Lines from the top of the entries through the line that has "ABOUT_DOCUMENT, PRODUCTS_DOCUMENT, LEGACY_DOCUMENT];" must be duplicated exactly, and no others.

Collected data
-*-*-

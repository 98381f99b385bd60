//! Published JSON documents on the remote static host.
//!
//! A fetch either yields a parsed [`RemoteDocument`] or a [`FetchFailure`].
//! Failures are ordinary values here: the reconciler reacts to them by falling
//! back, never by aborting.

#[cfg(test)]
pub(crate) mod fixture;
mod http;
mod probe;

use std::future::Future;

use chrono::Utc;
use rand::Rng;

use crate::models::RemoteDocument;

pub use http::HttpRemote;
pub use probe::{probe, probe_published, RemoteFileStatus, SMALL_FILE_BYTES};

/// Core theme assets of a split deployment.
pub const CORE_DOCUMENT: &str = "data_core.json";
/// About-page galleries of a split deployment.
pub const ABOUT_DOCUMENT: &str = "data_about.json";
/// Catalog of a split deployment.
pub const PRODUCTS_DOCUMENT: &str = "data_products.json";
/// Single-file document published by older builds.
pub const LEGACY_DOCUMENT: &str = "data.json";

pub const PUBLISHED_DOCUMENTS: [&str; 4] =
    [CORE_DOCUMENT, ABOUT_DOCUMENT, PRODUCTS_DOCUMENT, LEGACY_DOCUMENT];

/// First bytes of a large-file-storage pointer served in place of the file.
pub const LARGE_FILE_POINTER_PREFIX: &str = "version https://git-lfs";

/// Why a remote document could not be used.
#[derive(Debug, Clone, PartialEq, Eq)]
pub enum FetchFailure {
    Network(String),
    Status(u16),
    /// The host answered with something other than JSON, typically an HTML
    /// fallback page
    ContentType(String),
    LargeFilePointer,
    Parse(String),
}

impl FetchFailure {
    /// Short label for reports.
    pub fn label(&self) -> &'static str {
        match self {
            FetchFailure::Network(_) => "network",
            FetchFailure::Status(_) => "status",
            FetchFailure::ContentType(_) => "content-type",
            FetchFailure::LargeFilePointer => "lfs-pointer",
            FetchFailure::Parse(_) => "parse",
        }
    }
}

impl std::fmt::Display for FetchFailure {
    fn fmt(&self, f: &mut std::fmt::Formatter<'_>) -> std::fmt::Result {
        match self {
            FetchFailure::Network(msg) => write!(f, "network error: {}", msg),
            FetchFailure::Status(code) => write!(f, "HTTP {}", code),
            FetchFailure::ContentType(ct) => write!(f, "unexpected content type {}", ct),
            FetchFailure::LargeFilePointer => write!(f, "large-file pointer instead of content"),
            FetchFailure::Parse(msg) => write!(f, "invalid JSON: {}", msg),
        }
    }
}

/// Undecoded HTTP response.
#[derive(Debug, Clone, PartialEq, Eq)]
pub struct RawResponse {
    pub status: u16,
    pub content_type: Option<String>,
    pub body: String,
}

impl RawResponse {
    pub fn is_success(&self) -> bool {
        (200..300).contains(&self.status)
    }

    pub fn is_large_file_pointer(&self) -> bool {
        self.body.trim_start().starts_with(LARGE_FILE_POINTER_PREFIX)
    }
}

/// Source of published documents.
pub trait RemoteSource: Clone + Send + Sync + 'static {
    /// GET one document by file name, bypassing every cache layer.
    fn get(&self, document: &str) -> impl Future<Output = Result<RawResponse, FetchFailure>> + Send;
}

/// A missing content type is accepted; any declared type must mention JSON.
pub fn is_json_content_type(content_type: Option<&str>) -> bool {
    content_type.map_or(true, |ct| ct.to_ascii_lowercase().contains("json"))
}

/// `t` and `r` query parameters that defeat intermediate caches.
pub fn cache_busting_query() -> [(&'static str, String); 2] {
    let nonce: u32 = rand::thread_rng().gen_range(0..1_000_000);
    [
        ("t", Utc::now().timestamp_millis().to_string()),
        ("r", nonce.to_string()),
    ]
}

/// Turn a raw response into a document, or say why it cannot be used.
pub fn interpret(response: RawResponse) -> Result<RemoteDocument, FetchFailure> {
    if !response.is_success() {
        return Err(FetchFailure::Status(response.status));
    }
    if !is_json_content_type(response.content_type.as_deref()) {
        return Err(FetchFailure::ContentType(
            response.content_type.unwrap_or_default(),
        ));
    }
    if response.is_large_file_pointer() {
        return Err(FetchFailure::LargeFilePointer);
    }
    serde_json::from_str(&response.body)
        .map(RemoteDocument::from_json)
        .map_err(|err| FetchFailure::Parse(err.to_string()))
}

/// Fetch and interpret one document.
pub async fn fetch_document<R: RemoteSource>(
    remote: &R,
    document: &str,
) -> Result<RemoteDocument, FetchFailure> {
    let result = match remote.get(document).await {
        Ok(response) => interpret(response),
        Err(failure) => Err(failure),
    };
    match &result {
        Ok(doc) => tracing::debug!("Fetched {} (version {})", document, doc.version),
        Err(failure) => tracing::warn!("Fetch of {} failed: {}", document, failure),
    }
    result
}
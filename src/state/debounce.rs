use std::sync::{Arc, Mutex, MutexGuard, PoisonError};
use std::time::Duration;

use tokio::sync::{Mutex as AsyncMutex, RwLock};
use tokio::task::JoinHandle;

use crate::db::KvStore;
use crate::errors::AppError;
use crate::models::Catalog;
use crate::reconcile::persist_catalog;

#[derive(Default)]
struct SaverState {
    generation: u64,
    /// A save is scheduled and its task has not claimed it yet
    dirty: bool,
    handle: Option<JoinHandle<()>>,
    /// Tasks that claimed their save and may still be writing
    in_flight: Vec<JoinHandle<()>>,
}

impl SaverState {
    /// Move a claimed task out of the pending slot so it can still be awaited.
    fn retire_handle(&mut self) {
        self.in_flight.retain(|h| !h.is_finished());
        if let Some(handle) = self.handle.take() {
            if self.dirty {
                handle.abort();
            } else {
                self.in_flight.push(handle);
            }
        }
    }
}

/// Debounced write-back of the in-memory catalog.
///
/// Every [`schedule`](Self::schedule) restarts the quiet period; the catalog
/// is written once no edit has arrived for `delay`. A save that has started
/// writing is never aborted, and saves write one at a time in the order they
/// claimed the write gate.
pub struct CatalogSaver<S: KvStore> {
    store: S,
    catalog: Arc<RwLock<Catalog>>,
    delay: Duration,
    chunk_size: usize,
    state: Arc<Mutex<SaverState>>,
    gate: Arc<AsyncMutex<()>>,
}

impl<S: KvStore> CatalogSaver<S> {
    pub fn new(store: S, catalog: Arc<RwLock<Catalog>>, delay: Duration, chunk_size: usize) -> Self {
        Self {
            store,
            catalog,
            delay,
            chunk_size,
            state: Arc::default(),
            gate: Arc::default(),
        }
    }

    fn lock(&self) -> MutexGuard<'_, SaverState> {
        self.state.lock().unwrap_or_else(PoisonError::into_inner)
    }

    pub fn is_pending(&self) -> bool {
        self.lock().dirty
    }

    pub fn schedule(&self) {
        let mut state = self.lock();
        state.retire_handle();
        state.generation += 1;
        state.dirty = true;

        let generation = state.generation;
        let shared = Arc::clone(&self.state);
        let gate = Arc::clone(&self.gate);
        let store = self.store.clone();
        let catalog = Arc::clone(&self.catalog);
        let delay = self.delay;
        let chunk_size = self.chunk_size;

        state.handle = Some(tokio::spawn(async move {
            tokio::time::sleep(delay).await;
            let _writing = gate.lock().await;
            {
                let mut state = shared.lock().unwrap_or_else(PoisonError::into_inner);
                if state.generation != generation {
                    return;
                }
                state.dirty = false;
            }
            if let Err(err) = save(&store, &catalog, chunk_size).await {
                tracing::error!("Debounced catalog save failed: {}", err);
            }
        }));
    }

    /// Take every task that may still write, aborting the unclaimed one.
    /// Returns whether a save was pending.
    fn settle(&self) -> (bool, Vec<JoinHandle<()>>) {
        let mut state = self.lock();
        let dirty = state.dirty;
        state.retire_handle();
        state.dirty = false;
        state.generation += 1;
        (dirty, state.in_flight.drain(..).collect())
    }

    async fn join(handles: Vec<JoinHandle<()>>) {
        for handle in handles {
            if let Err(err) = handle.await {
                if !err.is_cancelled() {
                    tracing::warn!("Catalog save task ended abnormally: {}", err);
                }
            }
        }
    }

    /// Write a pending save now, after any save already writing.
    pub async fn flush(&self) -> Result<(), AppError> {
        let (dirty, handles) = self.settle();
        Self::join(handles).await;
        if dirty {
            let _writing = self.gate.lock().await;
            return save(&self.store, &self.catalog, self.chunk_size).await;
        }
        Ok(())
    }

    /// Drop a pending save without writing it, and wait for any save that
    /// already started so nothing lands after the caller rewrites the store.
    pub async fn cancel(&self) {
        let (dirty, handles) = self.settle();
        if dirty {
            tracing::debug!("Discarded pending catalog save");
        }
        Self::join(handles).await;
    }
}

async fn save<S: KvStore>(
    store: &S,
    catalog: &RwLock<Catalog>,
    chunk_size: usize,
) -> Result<(), AppError> {
    let snapshot = catalog.read().await.clone();
    persist_catalog(store, &snapshot, None, chunk_size).await?;
    tracing::info!("Saved catalog ({} products)", snapshot.products.len());
    Ok(())
}

#[cfg(test)]
mod tests {
    use super::*;
    use crate::codec::{self, CHUNK_SIZE};
    use crate::db::MemoryKvStore;
    use crate::models::defaults::default_catalog;
    use crate::sanitize::sanitize_product;
    use serde_json::json;

    fn saver(store: &MemoryKvStore, delay_ms: u64) -> (CatalogSaver<MemoryKvStore>, Arc<RwLock<Catalog>>) {
        let catalog = Arc::new(RwLock::new(default_catalog()));
        let saver = CatalogSaver::new(
            store.clone(),
            Arc::clone(&catalog),
            Duration::from_millis(delay_ms),
            CHUNK_SIZE,
        );
        (saver, catalog)
    }

    #[tokio::test]
    async fn test_edits_coalesce_into_one_save() {
        let store = MemoryKvStore::new();
        let (saver, catalog) = saver(&store, 60);

        for i in 0..5 {
            catalog
                .write()
                .await
                .products
                .insert(0, sanitize_product(&json!({ "id": format!("p-{}", i) })));
            saver.schedule();
            tokio::time::sleep(Duration::from_millis(10)).await;
        }
        assert!(saver.is_pending());
        assert_eq!(store.transaction_count(), 0);

        tokio::time::sleep(Duration::from_millis(150)).await;
        assert!(!saver.is_pending());
        assert_eq!(store.transaction_count(), 1);
        assert_eq!(codec::decode(&store).await.unwrap().len(), 5);
    }

    #[tokio::test]
    async fn test_flush_writes_immediately() {
        let store = MemoryKvStore::new();
        let (saver, _catalog) = saver(&store, 10_000);

        saver.schedule();
        saver.flush().await.unwrap();
        assert_eq!(store.transaction_count(), 1);
        assert!(!saver.is_pending());

        // Nothing pending: flush is a no-op
        saver.flush().await.unwrap();
        assert_eq!(store.transaction_count(), 1);
    }

    #[tokio::test]
    async fn test_cancel_discards_pending_save() {
        let store = MemoryKvStore::new();
        let (saver, _catalog) = saver(&store, 30);

        saver.schedule();
        saver.cancel().await;
        tokio::time::sleep(Duration::from_millis(80)).await;
        assert_eq!(store.transaction_count(), 0);
    }

    async fn fill(catalog: &RwLock<Catalog>, prefix: &str, count: usize) {
        catalog.write().await.products = (0..count)
            .map(|i| sanitize_product(&json!({ "id": format!("{}-{}", prefix, i) })))
            .collect();
    }

    #[tokio::test]
    async fn test_cancel_waits_for_save_in_progress() {
        let store = MemoryKvStore::new();
        let (saver, catalog) = saver(&store, 10);
        fill(&catalog, "old", 15).await;

        store.set_write_delay(Duration::from_millis(200));
        saver.schedule();
        tokio::time::sleep(Duration::from_millis(50)).await;
        assert!(!saver.is_pending());
        store.set_write_delay(Duration::ZERO);

        saver.cancel().await;
        assert_eq!(store.transaction_count(), 1);

        // A write made after cancel returns is not clobbered later
        codec::write_collection(&store, &[json!({ "id": "new-0" })], CHUNK_SIZE, Vec::new())
            .await
            .unwrap();
        tokio::time::sleep(Duration::from_millis(250)).await;
        let stored = codec::decode(&store).await.unwrap();
        assert_eq!(stored, vec![json!({ "id": "new-0" })]);
    }

    #[tokio::test]
    async fn test_overlapping_saves_land_in_order() {
        let store = MemoryKvStore::new();
        let (saver, catalog) = saver(&store, 10);
        fill(&catalog, "first", 15).await;

        store.set_write_delay(Duration::from_millis(200));
        saver.schedule();
        tokio::time::sleep(Duration::from_millis(50)).await;
        store.set_write_delay(Duration::ZERO);

        fill(&catalog, "second", 2).await;
        saver.schedule();
        tokio::time::sleep(Duration::from_millis(300)).await;
        saver.flush().await.unwrap();

        assert_eq!(store.transaction_count(), 2);
        let stored = codec::decode(&store).await.unwrap();
        assert_eq!(stored.len(), 2);
        assert_eq!(stored[0]["id"], "second-0");
    }
}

-*-*-

* [Output below]
repository 98381f99b385bd60
//! Published JSON documents on the remote static host.
//!
//! A fetch either yields a parsed [`RemoteDocument`] or a [`FetchFailure`].
//! Failures are ordinary values here: the reconciler reacts to them by falling
//! back, never by aborting.

#[cfg(test)]
pub(crate) mod fixture;
mod http;
mod probe;

use std::future::Future;

use chrono::Utc;
use rand::Rng;

use crate::models::RemoteDocument;

pub use http::HttpRemote;
pub use probe::{probe, probe_published, RemoteFileStatus, SMALL_FILE_BYTES};

/// Core theme assets of a split deployment.
pub const CORE_DOCUMENT: &str = "data_core.json";
/// About-page galleries of a split deployment.
pub const ABOUT_DOCUMENT: &str = "data_about.json";
/// Catalog of a split deployment.
pub const PRODUCTS_DOCUMENT: &str = "data_products.json";
/// Single-file document published by older builds.
pub const LEGACY_DOCUMENT: &str = "data.json";

pub const PUBLISHED_DOCUMENTS: [&str; 4] =
    [CORE_DOCUMENT, ABOUT_DOCUMENT, PRODUCTS_DOCUMENT, LEGACY_DOCUMENT];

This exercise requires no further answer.